IRPEF, addizionali, contributi. Orientarsi nel sistema fiscale italiano non è semplice. A partire da marzo, poi, i lavoratori dipendenti (tutti, indipendentemente dal settore) vedono una riduzione degli stipendi netti rispetto alle buste paga precedenti. Niente paura: non si tratta di una nuova tassa ma di un incrocio tra saldi e acconti. Vediamo come funziona.
Le tasse sugli stipendi
Partiamo dalla tassa che più incide sulla differenza tra stipendio lordo e netto: l’IRPEF, l’Imposta sul Reddito delle Persone Fisiche. Risponde a un sistema di tassazione cosiddetto progressivo: in sostanza, la percentuale da versare al Fisco aumenta con la crescita del reddito da lavoro. Per il 2025, sono in vigore tre scaglioni:
- con un reddito imponibile fino a 28.000 euro lordi l’anno, l’aliquota è del 23%;
- sale al 35% per i redditi tra i 28.000 e i 50.000 euro;
- arriva al 43% per quelli superiori ai 50.000 euro.
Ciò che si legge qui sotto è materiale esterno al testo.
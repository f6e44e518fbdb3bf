//! SQL Dialect definitions and formatting rules.
//!
//! This module provides a trait-based abstraction for SQL dialect differences.
//! Each dialect implements `SqlDialect` to handle its specific syntax:
//!
//! - Identifier quoting: `"` (Postgres), `` ` `` (MySQL), `[]` (T-SQL)
//! - Pagination: LIMIT/OFFSET vs TOP / OFFSET FETCH
//! - Boolean literals: true/false vs 1/0
//! - Aggregate function names: STRING_AGG vs GROUP_CONCAT
//!
//! The dialect registry lives here too: [`Dialect::from_name`] maps the
//! family of names a user might type for the same engine to one canonical
//! dialect, and [`Dialect::default_port`] supplies connection defaults.

pub mod helpers;
mod mysql;
mod postgres;
mod tsql;

pub use mysql::MySql;
pub use postgres::Postgres;
pub use tsql::TSql;

use super::token::TokenStream;
use crate::error::CompileError;

/// SQL dialect trait - defines how SQL constructs are rendered.
///
/// Implementations handle dialect-specific syntax differences.
/// The default implementations follow ANSI SQL where possible.
pub trait SqlDialect: std::fmt::Debug {
    /// Dialect name for display/logging.
    fn name(&self) -> &'static str;

    /// Quote an identifier (table, column, alias).
    fn quote_identifier(&self, ident: &str) -> String;

    /// Quote a string literal.
    ///
    /// All dialects use single quotes with `''` for escaping.
    /// Override for Unicode prefix (T-SQL N'...').
    fn quote_string(&self, s: &str) -> String {
        helpers::quote_string_single(s)
    }

    /// Format a boolean literal.
    fn format_bool(&self, b: bool) -> &'static str;

    /// Emit LIMIT/OFFSET or equivalent pagination clause.
    fn emit_limit_offset(&self, limit: Option<u64>, offset: Option<u64>) -> TokenStream {
        helpers::emit_limit_offset_standard(limit, offset)
    }

    /// Whether this dialect requires ORDER BY for OFFSET pagination.
    ///
    /// T-SQL requires ORDER BY when using OFFSET FETCH.
    fn requires_order_by_for_offset(&self) -> bool {
        false
    }

    /// Whether a limit with no offset renders as `TOP n` in the SELECT
    /// clause instead of a trailing pagination clause.
    fn uses_top_for_limit(&self) -> bool {
        false
    }

    /// Remap a function name for this dialect.
    ///
    /// Returns `Some(new_name)` if the function should be remapped, `None`
    /// to keep the original. Matched case-insensitively.
    fn remap_function(&self, name: &str) -> Option<&'static str> {
        let _ = name;
        None
    }

    /// Default server port for this engine family.
    fn default_port(&self) -> u16;
}

/// Supported SQL dialects.
#[derive(Debug, Clone, Copy, PartialEq, Eq)]
pub enum Dialect {
    TSql,
    Postgres,
    MySql,
}

impl Dialect {
    /// Get the dialect implementation.
    pub fn dialect(&self) -> &'static dyn SqlDialect {
        match self {
            Dialect::TSql => &TSql,
            Dialect::Postgres => &Postgres,
            Dialect::MySql => &MySql,
        }
    }

    /// Resolve a logical database-type name to a dialect.
    ///
    /// Accepts the common synonyms for each engine family,
    /// case-insensitively. Unknown names fail with
    /// [`CompileError::UnsupportedDialect`]; there is no fallback.
    pub fn from_name(name: &str) -> Result<Self, CompileError> {
        match name.trim().to_lowercase().as_str() {
            "tsql" | "mssql" | "sqlserver" | "sql_server" | "azure" => Ok(Dialect::TSql),
            "postgres" | "postgresql" | "pg" => Ok(Dialect::Postgres),
            "mysql" | "mariadb" => Ok(Dialect::MySql),
            _ => Err(CompileError::UnsupportedDialect(name.to_string())),
        }
    }

    /// Default server port for this engine family.
    pub fn default_port(&self) -> u16 {
        self.dialect().default_port()
    }
}

// Implement SqlDialect for Dialect enum by delegating to concrete types
impl SqlDialect for Dialect {
    fn name(&self) -> &'static str {
        self.dialect().name()
    }

    fn quote_identifier(&self, ident: &str) -> String {
        self.dialect().quote_identifier(ident)
    }

    fn quote_string(&self, s: &str) -> String {
        self.dialect().quote_string(s)
    }

    fn format_bool(&self, b: bool) -> &'static str {
        self.dialect().format_bool(b)
    }

    fn emit_limit_offset(&self, limit: Option<u64>, offset: Option<u64>) -> TokenStream {
        self.dialect().emit_limit_offset(limit, offset)
    }

    fn requires_order_by_for_offset(&self) -> bool {
        self.dialect().requires_order_by_for_offset()
    }

    fn uses_top_for_limit(&self) -> bool {
        self.dialect().uses_top_for_limit()
    }

    fn remap_function(&self, name: &str) -> Option<&'static str> {
        self.dialect().remap_function(name)
    }

    fn default_port(&self) -> u16 {
        self.dialect().default_port()
    }
}

impl std::fmt::Display for Dialect {
    fn fmt(&self, f: &mut std::fmt::Formatter<'_>) -> std::fmt::Result {
        write!(f, "{}", self.dialect().name())
    }
}
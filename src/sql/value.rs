//! Literal value formatting by semantic type.
//!
//! Runtime values arrive as `serde_json::Value`, so each formatting rule has
//! to tolerate upstream type-detection errors: a numeric field may carry a
//! non-numeric string, a boolean may arrive as `"true"`. The declared
//! [`DataType`] decides the rendering, the actual JSON value decides the
//! fallbacks.

use serde_json::Value;

use crate::model::DataType;
use crate::sql::token::Token;

/// Format a runtime value as a literal token for the given semantic type.
///
/// Pure function: the same value/type pair always yields the same token.
pub fn format_value(value: Option<&Value>, data_type: DataType) -> Token {
    let value = match value {
        None | Some(Value::Null) => return Token::Null,
        Some(v) => v,
    };

    match data_type {
        DataType::Boolean => Token::LitBool(truthy(value)),

        dt if dt.is_numeric() => format_numeric(value),

        // JSON values are serialized before quoting, whatever their shape.
        DataType::Json => Token::LitString(value.to_string()),

        // Remaining textual types quote the value as-is.
        _ => Token::LitString(as_plain_string(value)),
    }
}

/// Format a value as a string literal regardless of its declared type.
///
/// LIKE-style wildcarding always compares against text, so the builders use
/// this when wrapping values in `%`.
pub fn format_as_string(value: &Value) -> String {
    as_plain_string(value)
}

fn format_numeric(value: &Value) -> Token {
    match value {
        Value::Number(n) => {
            if let Some(i) = n.as_i64() {
                Token::LitInt(i)
            } else {
                Token::LitFloat(n.as_f64().unwrap_or(0.0))
            }
        }
        Value::String(s) => {
            let trimmed = s.trim();
            if let Ok(i) = trimmed.parse::<i64>() {
                Token::LitInt(i)
            } else {
                match trimmed.parse::<f64>() {
                    Ok(f) if f.is_finite() => Token::LitFloat(f),
                    // Quoted fallback for non-numeric strings under a
                    // numeric declared type. "NaN", "inf", and overflow
                    // notations like "1e999" parse but have no SQL
                    // numeric literal form, so they take it too.
                    _ => Token::LitString(s.clone()),
                }
            }
        }
        Value::Bool(b) => Token::LitInt(i64::from(*b)),
        other => Token::LitString(other.to_string()),
    }
}

fn truthy(value: &Value) -> bool {
    match value {
        Value::Bool(b) => *b,
        Value::String(s) => s.eq_ignore_ascii_case("true") || s == "1",
        Value::Number(n) => n.as_f64().map(|f| f != 0.0).unwrap_or(false),
        _ => false,
    }
}

fn as_plain_string(value: &Value) -> String {
    match value {
        Value::String(s) => s.clone(),
        other => other.to_string(),
    }
}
Il passaggio di scaglione si intende sempre per la quota di reddito eccedente. Vuol dire, ad esempio, che chi guadagna 35.000 euro l’anno pagherà il 23% su 28.000 euro e il 35% solo sui restanti 7.000.
L’addizionale regionale
C’è poi il prelievo da destinare all’INPS. Incide in modo consistente sul netto perché viene trattenuto dal datore di lavoro, ma non è classificabile come tassazione, visto che si tratta di un contributo per la futura pensione.
E qui arriviamo al motivo che riduce la busta paga da marzo: le addizionali IRPEF. La prima è regionale: viene fissata, a livello nazionale, un’aliquota di base dell’1,23%. Le singole Regioni possono però ridurla, individuare condizioni specifiche (come scaglioni di reddito) o aumentarla (fino al 3,33%). Le addizionali regionali vengono trattenute, a titolo di saldo per l’anno precedente, sulle buste paga da gennaio a novembre.
L’addizionale comunale
Oltre alle Regioni, anche i Comuni hanno la loro addizionale. Lo Stato fissa il tetto massimo, allo 0,8% del reddito imponibile, con alcune eccezioni (a Roma, ad esempio, è dello 0,9%). I Comuni possono ridurre l’addizionale, ma non aumentarla oltre i limiti di legge. Attenzione ai tempi: l’addizionale comunale viene trattenuta in parte in saldo (da gennaio a novembre), in parte in acconto (da marzo a novembre).
Perché gli stipendi si riducono?
Ricapitolando le scadenze:
- l’addizionale regionale e il saldo dell’addizionale comunale si pagano da gennaio a novembre;
- l’acconto dell’addizionale comunale da marzo a novembre.
La busta paga di dicembre (priva di addizionali) sarà quindi la più alta dell’anno. Lo stipendio netto di gennaio e febbraio sarà inferiore rispetto a quello di dicembre, ma superiore rispetto a quello dei mesi successivi. È una questione di sovrapposizione. Da marzo a novembre si applicano tutti e tre i prelievi previsti: addizionale regionale, acconto e saldo di quella comunale.
Conti in tasca
Ma di che cifre parliamo? Naturalmente, in termini assoluti il prelievo aumenta di pari passo con lo stipendio. E vanno poi considerate le differenze geografiche. Facciamo l’esempio di un lavoratore con residenza fiscale a Roma che percepisce 30.000 euro lordi l’anno. Nel Lazio, l’addizionale regionale è dell’1,4%. Al lavoratore verranno quindi trattenuti 420 euro, distribuiti in 11 rate (da gennaio a novembre) da poco più di 38 euro.
Roma ha poi un’addizionale comunale dello 0,9%, per una trattenuta annua complessiva di 270 euro. Viene assorbita per il 70% a saldo tra gennaio e novembre (poco più di 17 euro al mese) e per il 30% in acconto (9 euro al mese) da marzo a novembre.
Oltre all’IRPEF, il calendario delle addizionali porta quindi ad avere uno stipendio “pieno” solo a dicembre. A gennaio e febbraio c’è un prelievo di 55 euro. Da marzo a novembre, il lavoratore deve contare altri 9 euro al mese in meno (cioè 64 in meno di dicembre).
Si tratta di una calendarizzazione prevedibile, che non riserva sorprese. I dipendenti possono quindi programmare alcune spese in modo da ammortizzare i prelievi nei mesi più onerosi dal punto di vista fiscale.